Growth concerns return to the forefront
Fawad Razaqzada August 15, 2022 8:53 AM
Crude leads commodities slump on weak Chinese data and US Empire Manufacturing Index plunges into negative
- Crude leads commodities slump on weak Chinese data
- US Empire Manufacturing Index plunges into negative
- Stocks set for weaker open on Wall Street
- Yields fall, gold off lows
Following on from a downbeat start to the new week in Asia, weakness for European stocks, crude oil and metals continued during the first half of European session, with the dollar and yen initially extending their advances following the release of poor Chinese data. Treasury yields fell, although this failed to provide any initial support for safe haven precious metals, which slumped along with other commodities. However, as the drop in bond yields deepened, the metals started to bounce off their worst levels, while the dollar started to come off its corresponding highs against a number of foreign currencies. A just-released poor Empire Fed Manufacturing Index print reminds us that it is not just China struggling for growth.

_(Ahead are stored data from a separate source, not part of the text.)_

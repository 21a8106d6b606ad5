//! Application Services
//!
//! - `session`: the actor that owns the ticker transport
//! - `ticker`: the subscription API used by the HTTP layer

/// Streaming session manager actor.
pub mod session;

/// Subscription, tick and credential use cases.
pub mod ticker;

pub use session::{SessionConfig, SessionHandle, SessionManager, SessionSnapshot};
pub use ticker::{StatusView, SubscribeOutcome, SubscriptionView, TickerService};
//! Ticker Frame Codec
//!
//! Encodes control frames and classifies inbound text frames. Tick items
//! are not decoded here; the tick cache decodes them one by one.

use serde_json::Value;

use super::messages::{ControlMessage, InboundMessage};

/// Codec errors.
#[derive(Debug, thiserror::Error)]
pub enum CodecError {
    /// JSON encoding/decoding failed.
    #[error("JSON codec error: {0}")]
    Json(#[from] serde_json::Error),

    /// The frame is JSON but not a recognised envelope.
    #[error("invalid frame: {0}")]
    InvalidFormat(String),
}

/// JSON codec for the ticker stream.
#[derive(Debug, Default, Clone, Copy)]
pub struct TickerCodec;

impl TickerCodec {
    /// Create a codec.
    #[must_use]
    pub const fn new() -> Self {
        Self
    }

    /// Encode a control frame.
    ///
    /// # Errors
    ///
    /// Returns an error if serialization fails.
    pub fn encode(&self, message: &ControlMessage) -> Result<String, CodecError> {
        Ok(serde_json::to_string(message)?)
    }

    /// Classify an inbound text frame.
    ///
    /// # Errors
    ///
    /// Returns an error if the frame is not a JSON object with a string
    /// `type`, or a `ticks` frame whose `data` is not an array.
    pub fn decode(&self, text: &str) -> Result<InboundMessage, CodecError> {
        let mut frame: Value = serde_json::from_str(text.trim())?;

        let kind = frame
            .get("type")
            .and_then(Value::as_str)
            .ok_or_else(|| CodecError::InvalidFormat(preview(text)))?
            .to_string();
        let data = frame
            .as_object_mut()
            .and_then(|object| object.remove("data"))
            .unwrap_or(Value::Null);

        match kind.as_str() {
            "ticks" => match data {
                Value::Array(items) => Ok(InboundMessage::Ticks(items)),
                other => Err(CodecError::InvalidFormat(format!(
                    "ticks data must be an array, got {}",
                    json_type(&other)
                ))),
            },
            "error" => Ok(InboundMessage::Error(match data {
                Value::String(message) => message,
                other => other.to_string(),
            })),
            _ => Ok(InboundMessage::Ignored(kind)),
        }
    }
}

fn preview(text: &str) -> String {
    let trimmed = text.trim();
    match trimmed.char_indices().nth(50) {
        Some((end, _)) => format!("{}...", &trimmed[..end]),
        None => trimmed.to_string(),
    }
}

const fn json_type(value: &Value) -> &'static str {
    match value {
        Value::Null => "null",
        Value::Bool(_) => "bool",
        Value::Number(_) => "number",
        Value::String(_) => "string",
        Value::Array(_) => "array",
        Value::Object(_) => "object",
    }
}

#[cfg(test)]
mod tests {
    use serde_json::json;

    use super::*;

    #[test]
    fn decodes_tick_batch() {
        let frame = json!({
            "type": "ticks",
            "data": [{"instrument_token": 1, "last_price": 10}, {"bogus": true}]
        })
        .to_string();

        let InboundMessage::Ticks(items) = TickerCodec::new().decode(&frame).unwrap() else {
            panic!("expected ticks");
        };
        assert_eq!(items.len(), 2);
    }

    #[test]
    fn decodes_error_frame() {
        let decoded = TickerCodec::new()
            .decode(r#"{"type":"error","data":"Invalid access token"}"#)
            .unwrap();
        assert_eq!(decoded, InboundMessage::Error("Invalid access token".to_string()));
    }

    #[test]
    fn other_types_are_ignored() {
        let decoded = TickerCodec::new()
            .decode(r#"{"type":"order","data":{"order_id":"1"}}"#)
            .unwrap();
        assert_eq!(decoded, InboundMessage::Ignored("order".to_string()));
    }

    #[test]
    fn rejects_frames_without_type() {
        assert!(matches!(
            TickerCodec::new().decode(r#"{"data":[]}"#),
            Err(CodecError::InvalidFormat(_))
        ));
        assert!(matches!(
            TickerCodec::new().decode("not json"),
            Err(CodecError::Json(_))
        ));
    }

    #[test]
    fn rejects_non_array_tick_data() {
        assert!(matches!(
            TickerCodec::new().decode(r#"{"type":"ticks","data":{}}"#),
            Err(CodecError::InvalidFormat(_))
        ));
    }

    #[test]
    fn encodes_control_frames() {
        let text = TickerCodec::new()
            .encode(&ControlMessage::subscribe(&[5633]))
            .unwrap();
        assert_eq!(text, r#"{"a":"subscribe","v":[5633]}"#);
    }
}
//! Streaming Session State Machine
//!
//! Pure transition logic for the ticker session. The session actor owns an
//! instance of [`SessionMachine`], feeds it operator calls and transport
//! events, and performs whatever [`SessionAction`] comes back.
//!
//! ```text
//!   Idle ──ensure_started──► Connecting ──Connected──► Connected
//!    ▲                           ▲                         │
//!    │ stop / auth / NoReconnect │ reconnect timer          │ Disconnected
//!    │                           │                         ▼
//!    └───────────────────────────┴──────────────────── Disconnected
//! ```

use serde::Serialize;

use crate::domain::tick::RawTick;

// =============================================================================
// Session State
// =============================================================================

/// Lifecycle state of the ticker session.
#[derive(Debug, Clone, Copy, PartialEq, Eq, Default, Serialize)]
#[serde(rename_all = "lowercase")]
pub enum SessionState {
    /// No transport exists.
    #[default]
    Idle,
    /// Transport created, connect requested.
    Connecting,
    /// Transport reported a successful connect.
    Connected,
    /// Transport reported a disconnect.
    Disconnected,
}

impl SessionState {
    /// Lowercase name used in logs and status payloads.
    #[must_use]
    pub const fn as_str(self) -> &'static str {
        match self {
            Self::Idle => "idle",
            Self::Connecting => "connecting",
            Self::Connected => "connected",
            Self::Disconnected => "disconnected",
        }
    }
}

// =============================================================================
// Transport Events
// =============================================================================

/// Classification of a transport failure.
#[derive(Debug, Clone, Copy, PartialEq, Eq, Hash)]
pub enum TransportErrorKind {
    /// The venue rejected the credential.
    Authentication,
    /// Network or handshake failure.
    Connection,
    /// A frame could not be understood or sent.
    Protocol,
    /// A control call was made while the transport was not connected.
    NotConnected,
}

impl TransportErrorKind {
    /// Label used for metrics and logs.
    #[must_use]
    pub const fn as_str(self) -> &'static str {
        match self {
            Self::Authentication => "authentication",
            Self::Connection => "connection",
            Self::Protocol => "protocol",
            Self::NotConnected => "not_connected",
        }
    }
}

impl std::fmt::Display for TransportErrorKind {
    fn fmt(&self, f: &mut std::fmt::Formatter<'_>) -> std::fmt::Result {
        f.write_str(self.as_str())
    }
}

/// Error reported by a ticker transport.
#[derive(Debug, Clone, PartialEq, Eq, thiserror::Error)]
#[error("{kind} error: {message}")]
pub struct TransportError {
    /// What went wrong.
    pub kind: TransportErrorKind,
    /// Human-readable detail for logs.
    pub message: String,
}

impl TransportError {
    /// Create an error of the given kind.
    #[must_use]
    pub fn new(kind: TransportErrorKind, message: impl Into<String>) -> Self {
        Self {
            kind,
            message: message.into(),
        }
    }

    /// Authentication failure.
    #[must_use]
    pub fn authentication(message: impl Into<String>) -> Self {
        Self::new(TransportErrorKind::Authentication, message)
    }

    /// Connection failure.
    #[must_use]
    pub fn connection(message: impl Into<String>) -> Self {
        Self::new(TransportErrorKind::Connection, message)
    }

    /// Protocol failure.
    #[must_use]
    pub fn protocol(message: impl Into<String>) -> Self {
        Self::new(TransportErrorKind::Protocol, message)
    }

    /// Control call on a transport that is not connected.
    #[must_use]
    pub fn not_connected(message: impl Into<String>) -> Self {
        Self::new(TransportErrorKind::NotConnected, message)
    }

    /// Classify a free-text error reported by the venue.
    ///
    /// Only the HTTP status markers 400, 401 and 403 count as
    /// authentication failures; everything else is a protocol error.
    #[must_use]
    pub fn from_venue_message(message: impl Into<String>) -> Self {
        let message = message.into();
        let kind = if AUTH_STATUS_MARKERS.iter().any(|m| message.contains(m)) {
            TransportErrorKind::Authentication
        } else {
            TransportErrorKind::Protocol
        };
        Self { kind, message }
    }

    /// Whether the error means the credential is no longer valid.
    #[must_use]
    pub const fn is_authentication(&self) -> bool {
        matches!(self.kind, TransportErrorKind::Authentication)
    }
}

/// Status codes in venue error text that mean the credential was rejected.
const AUTH_STATUS_MARKERS: [&str; 3] = ["400", "401", "403"];

/// Event emitted by a ticker transport.
#[derive(Debug, Clone, PartialEq)]
pub enum TransportEvent {
    /// The connection is open.
    Connected,
    /// The connection closed. `manual` is true when `close()` caused it.
    Disconnected {
        /// Whether the close was requested locally.
        manual: bool,
    },
    /// A batch of raw tick items, in delivery order.
    TickBatch(Vec<RawTick>),
    /// A transport-level error.
    Error(TransportError),
    /// The transport exhausted its own connect retry budget.
    NoReconnect,
}

// =============================================================================
// State Machine
// =============================================================================

/// Why the session was torn down without operator involvement.
#[derive(Debug, Clone, Copy, PartialEq, Eq)]
pub enum TeardownReason {
    /// The venue rejected the credential.
    AuthenticationFailed,
    /// The transport gave up reconnecting on its own.
    RetriesExhausted,
}

/// Side effect the session actor must perform after a transition.
#[derive(Debug, Clone, Copy, PartialEq, Eq)]
pub enum SessionAction {
    /// Nothing to do.
    None,
    /// Load the durable subscription set and replay it on the transport.
    ReplaySubscriptions,
    /// Arm the fixed-delay reconnect timer.
    ScheduleReconnect,
    /// Drop the transport and return to idle.
    Teardown(TeardownReason),
    /// Log the error; the session continues.
    LogError,
}

/// Session state plus the manual-stop flag.
#[derive(Debug, Clone, Copy, Default)]
pub struct SessionMachine {
    state: SessionState,
    manual_stop: bool,
}

impl SessionMachine {
    /// Create an idle machine.
    #[must_use]
    pub const fn new() -> Self {
        Self {
            state: SessionState::Idle,
            manual_stop: false,
        }
    }

    /// Current state.
    #[must_use]
    pub const fn state(&self) -> SessionState {
        self.state
    }

    /// Whether the operator stopped the session.
    #[must_use]
    pub const fn is_manually_stopped(&self) -> bool {
        self.manual_stop
    }

    /// A fresh transport was created and asked to connect.
    pub const fn begin_connect(&mut self) {
        self.manual_stop = false;
        self.state = SessionState::Connecting;
    }

    /// Record a stop request. Must be called before the transport is closed
    /// so a late disconnect sees the flag.
    pub const fn request_stop(&mut self, manual: bool) {
        if manual {
            self.manual_stop = true;
        }
    }

    /// The transport is gone.
    pub const fn torn_down(&mut self) {
        self.state = SessionState::Idle;
    }

    /// Whether an armed reconnect timer may start a new transport.
    #[must_use]
    pub const fn may_reconnect(&self) -> bool {
        !self.manual_stop
    }

    /// Apply a transport lifecycle event.
    ///
    /// Tick batches carry no lifecycle meaning and yield [`SessionAction::None`].
    pub fn on_event(&mut self, event: &TransportEvent) -> SessionAction {
        match event {
            TransportEvent::Connected => {
                self.state = SessionState::Connected;
                SessionAction::ReplaySubscriptions
            }
            TransportEvent::Disconnected { manual } => {
                self.state = SessionState::Disconnected;
                if *manual || self.manual_stop {
                    SessionAction::None
                } else {
                    SessionAction::ScheduleReconnect
                }
            }
            TransportEvent::Error(error) if error.is_authentication() && !self.manual_stop => {
                SessionAction::Teardown(TeardownReason::AuthenticationFailed)
            }
            TransportEvent::Error(_) => SessionAction::LogError,
            TransportEvent::NoReconnect if self.manual_stop => SessionAction::None,
            TransportEvent::NoReconnect => SessionAction::Teardown(TeardownReason::RetriesExhausted),
            TransportEvent::TickBatch(_) => SessionAction::None,
        }
    }
}

// =============================================================================
// Tests
// =============================================================================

Will it be day of two halves?
Earlier, risk appetite turned sour amid concerns over China's economy after the release of some disappointing data overnight. As we transition to the US session, the markets were still in a more defensive mode, but let’s see if this will turn out to be a day of two halves with some of the markets mentioned above coming off their worst levels.
Talks of US recession back
The Empire State Manufacturing Index plunged in the negative with print of -31.3 vs. +5.1 expected. The details of the report were also awful, including new orders which fell sharply (-29.6 vs. +6.2 last). There’s not an awful lot to look forward to in terms of US data except the NAHB Housing Market Index and Tic Long-Term Purchases. So, keep a close eye on commodity prices to gauge the appetite for risk.
China’s slowing economy a major concern
Investor concerns about a recession were already there for Europe and US, so the publication of those weak Chinese numbers overnight further worried investors about the health of the global economy. The fact that the Chinese data promoted a swift response from the PBOC goes to show how concerned Chinese authorities are about domestic demand. The Chinese government will probably need to do more, as monetary policy alone in the form of rate cuts and liquidity injections are not having the desired impact on the economy right now because of reluctance from households and businesses to borrow amid Covid controls.
In case you missed it, Chinese retail sales came in at +2.7% year-over-year in July, representing a slowdown from +3.1% the month before and confounding expectations of +5.0%. Industrial production grew at annual pace of 3.8%, when +4.5% was expected. Fixed asset investment also disappointed.
Gold finds some support after earlier drop
As mentioned, gold was coming off the lows and bond yields sunk. The metal was in the process of forming a hammer candle but needed to break back above short-term resistance at $1785 in order to tip the balance back in bulls’ favour.
DAX direction undecided despite weakness
Among the major indices, the DAX is quite sensitive to developments in China. The German index is starting to turn lower from a key inflection point (pre-pandemic high) shown on the chart. The DAX is already facing risks from a weak domestic economy in Germany. So, potential weakness in this market should not come as surprise, although it is far too early to say the recovery has topped out. Indeed, lots of similar short-term resistance levels have already broken, and today’s weakness could just turn out to be a pause. Thus, the bears certainly need to see more evidence of a top, such a lower low. The bulls will equally want to proceed with a bit of caution in light of the big falls in some key commodity prices, and after the DAX’s own 4-week winning run, which makes it a bit “overbought,” in what could still be a prolonged bear market. All told, the bears still have a lot of wood to chop in order to move the needle decisively south insofar as the short-term direction is concerned.